Example of a full SLURM script below. Note: be sure to change parameters and target directories for your own case.

#!/bin/bash
#SBATCH -D ./
#SBATCH -J GTDB
#SBATCH --time=48:00:00
#SBATCH --nodes=1
#SBATCH --ntasks=1
#SBATCH --cpus-per-task=12
#SBATCH --mem=40000
#SBATCH --output=log-%j.out
#SBATCH --error=log-%j.err

# set database directory
DBDIR=/home/user/path/to/your/database/dir
cd $DBDIR

# DOWNLOAD & EXTRACT THE GTDB PROTEIN FAA FILES
wget -v -P . https://data.ace.uq.edu.au/public/gtdb/data/releases/release226/226.0/genomic_files_reps/gtdb_proteins_aa_reps_r226.tar.gz
tar xvf gtdb_proteins_aa_reps_r226.tar.gz

# DOWNLOAD & EXTRACT TAXID INFO
# acquire prepared taxdump files from: https://github.com/shenwei356/gtdb-taxdump/releases/tag/v0.6.0
wget -v -P . https://github.com/shenwei356/gtdb-taxdump/releases/download/v0.6.0/gtdb-taxdump-R226.tar.gz
tar xvf gtdb-taxdump-R226.tar.gz

# navigate to the extracted faa file directory
cd protein_faa_reps

# prep output dirs
if [[ ! -d reformatted_files ]]; then
    mkdir -p reformatted_files
fi
if [[ ! -d ./taxmapping_dir ]]; then
    mkdir -p taxmapping_dir
fi

# REFORMAT FILES
# read all faa files and write new ones with better accession IDs.
for file in ./{bacteria,archaea}/*.gz; do
    # set variable names
    filename=${file##*/}
    stemname=${filename%_*}
    MAGID=$(echo $stemname | sed -E 's/^(RS_|GB_)//')
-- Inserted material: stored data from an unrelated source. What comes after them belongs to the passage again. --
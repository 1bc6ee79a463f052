//! Run metrics (one value per name per run)

use insar_common::Result;
use sqlx::{Row, SqlitePool};
use uuid::Uuid;

use crate::models::Metrics;

/// Insert or replace one metric
pub async fn upsert_metric(pool: &SqlitePool, run_id: Uuid, metric: &str, value: f64) -> Result<()> {
    sqlx::query(
        r#"
        INSERT INTO ml_run_metrics (run_id, metric, value)
        VALUES (?, ?, ?)
        ON CONFLICT (run_id, metric) DO UPDATE SET value = excluded.value
        "#,
    )
    .bind(run_id.to_string())
    .bind(metric)
    .bind(value)
    .execute(pool)
    .await?;
    Ok(())
}

pub async fn load_metrics(pool: &SqlitePool, run_id: Uuid) -> Result<Metrics> {
    let rows = sqlx::query("SELECT metric, value FROM ml_run_metrics WHERE run_id = ?")
        .bind(run_id.to_string())
        .fetch_all(pool)
        .await?;

    Ok(rows
        .iter()
        .map(|row| (row.get::<String, _>("metric"), row.get::<f64, _>("value")))
        .collect())
}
    # write new fasta file with accession IDs formatted to read as >GENOMEID~PROTEINID
    zcat ${file} | awk -vMAGID="${MAGID}" '/^>/{gsub(/^>/,"",$1); printf ">%s~%s\n", MAGID, $1; next}{print}' >./reformatted_files/${stemname}_withgenomeids.faa
    echo "written reformatted faa file for genome: ${MAGID}"
done

# WRITE TAXID MAP FILES
# for each new formatted faa file, find it's corresponding taxID and write all accessionIDs and taxIDs to a new file
for file in ./reformatted_files/*.faa; do

    # set variable names
    filename=${file##*/}
    stemname=${filename%_*}
    MAGID=$(echo $stemname | sed -E 's/^(RS_|GB_)//')
    taxid=$(grep "${MAGID}" ../gtdb-taxdump-R226/taxid.map | cut -f2)
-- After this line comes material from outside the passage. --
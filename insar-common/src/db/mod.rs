//! Database bootstrap and schema

pub mod init;

pub use init::*;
    # write new taxid map file in the format of GENOMEID~PROTEINID\tTAXID
    awk -vTAXID="${taxid}" -vOFS="\t" '/^>/{gsub(/^>/,"",$1); print $1, TAXID}' ${file} >./taxmapping_dir/${stemname}_taxmapping.txt
    echo "written taxmap file for genome: ${MAGID}"

done

# MAKE THE FULL TAXID MAP FILE FOR DIAMOND
echo -e "accession.version\ttaxid" >taxidmap
for file in ./taxmapping_dir/*.txt; do
    cat ${file} >>taxidmap
    echo "combined ${file} into full taxidmap"
done
mv taxidmap ../gtdb-taxdump-R226

# COMBINE AND COMPRESS THE NEW REFORMATTED FAA FILES FOR DIAMOND
for file in ./reformatted_files/*.faa; do
    cat ${file} >>gtdb226_combined_faa_withgenomeids.faa
    gzip ${file}
    echo "combined faa ${file} and gzipped"
done
gzip gtdb226_combined_faa_withgenomeids.faa
echo "gzipped full combined faa file"
mv gtdb226_combined_faa_withgenomeids.faa.gz ..
echo "done!"

# RUN DIAMOND MAKE DATABSE COMMAND
# NOTE: need diamond binary accessible, assumes you have installed diamond
# NOTE: needs quite a lot a RAM
./diamond makedb \
    --in ${DBDIR}/gtdb226_combined_faa_withgenomeids.faa.gz \
    --db ${DBDIR}/gtdb226_combined_faa_withgenomeids \
    --taxonmap ${DBDIR}/gtdb-taxdump-R226/taxidmap \
    --taxonnodes ${DBDIR}/gtdb-taxdump-R226/nodes.dmp \
    --taxonnames ${DBDIR}/gtdb-taxdump-R226/names.dmp

Other methods

Shoutout to nick-youngblut/gtdb_to_taxdump’s GitHub repo, which does the same thing but with nicer Python scripts rather than my ugly slapdash Bash scripts.